[Saved entries]
################
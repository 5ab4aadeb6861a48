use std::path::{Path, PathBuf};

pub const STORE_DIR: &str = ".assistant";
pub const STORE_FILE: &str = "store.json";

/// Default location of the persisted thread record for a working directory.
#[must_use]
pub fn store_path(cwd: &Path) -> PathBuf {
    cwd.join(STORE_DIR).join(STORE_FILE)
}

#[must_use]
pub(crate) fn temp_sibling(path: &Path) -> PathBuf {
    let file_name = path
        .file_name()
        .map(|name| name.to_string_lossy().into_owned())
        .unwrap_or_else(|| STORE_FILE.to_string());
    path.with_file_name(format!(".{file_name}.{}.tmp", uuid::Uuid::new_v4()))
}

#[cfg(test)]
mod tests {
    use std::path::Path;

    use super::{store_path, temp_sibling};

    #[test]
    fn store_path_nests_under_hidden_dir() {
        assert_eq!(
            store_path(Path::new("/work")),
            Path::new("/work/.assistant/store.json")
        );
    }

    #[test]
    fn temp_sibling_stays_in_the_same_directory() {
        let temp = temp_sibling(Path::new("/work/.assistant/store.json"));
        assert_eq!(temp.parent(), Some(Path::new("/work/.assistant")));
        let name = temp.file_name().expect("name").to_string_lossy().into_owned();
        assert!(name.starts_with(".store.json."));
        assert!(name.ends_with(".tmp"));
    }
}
################
[Exercise]:
Output all of the records above exactly as they appear.

[Answer to this exercise]:
repository 5ab4aadeb6861a48
use std::path::{Path, PathBuf};

pub const STORE_DIR: &str = ".assistant";
pub const STORE_FILE: &str = "store.json";

/// Default location of the persisted thread record for a working directory.
#[must_use]
pub fn store_path(cwd: &Path) -> PathBuf {
    cwd.join(STORE_DIR).join(STORE_FILE)
}

#[must_use]
pub(crate) fn temp_sibling(path: &Path) -> PathBuf {
    let file_name = path
        .file_name()
        .map(|name| name.to_string_lossy().into_owned())
        .unwrap_or_else(|| STORE_FILE.to_string());
    path.with_file_name(format!(".{file_name}.{}.tmp", uuid::Uuid::new_v4()))
}

#[cfg(test)]
mod tests {
    use std::path::Path;

    use super::{store_path, temp_sibling};

    #[test]
    fn store_path_nests_under_hidden_dir() {
        assert_eq!(
            store_path(Path::new("/work")),
            Path::new("/work/.assistant/store.json")
        );
    }

    #[test]
    fn temp_sibling_stays_in_the_same_directory() {
        let temp = temp_sibling(Path::new("/work/.assistant/store.json"));
        assert_eq!(temp.parent(), Some(Path::new("/work/.assistant")));
        let name = temp.file_name().expect("name").to_string_lossy().into_owned();
        assert!(name.starts_with(".store.json."));
        assert!(name.ends_with(".tmp"));
    }
}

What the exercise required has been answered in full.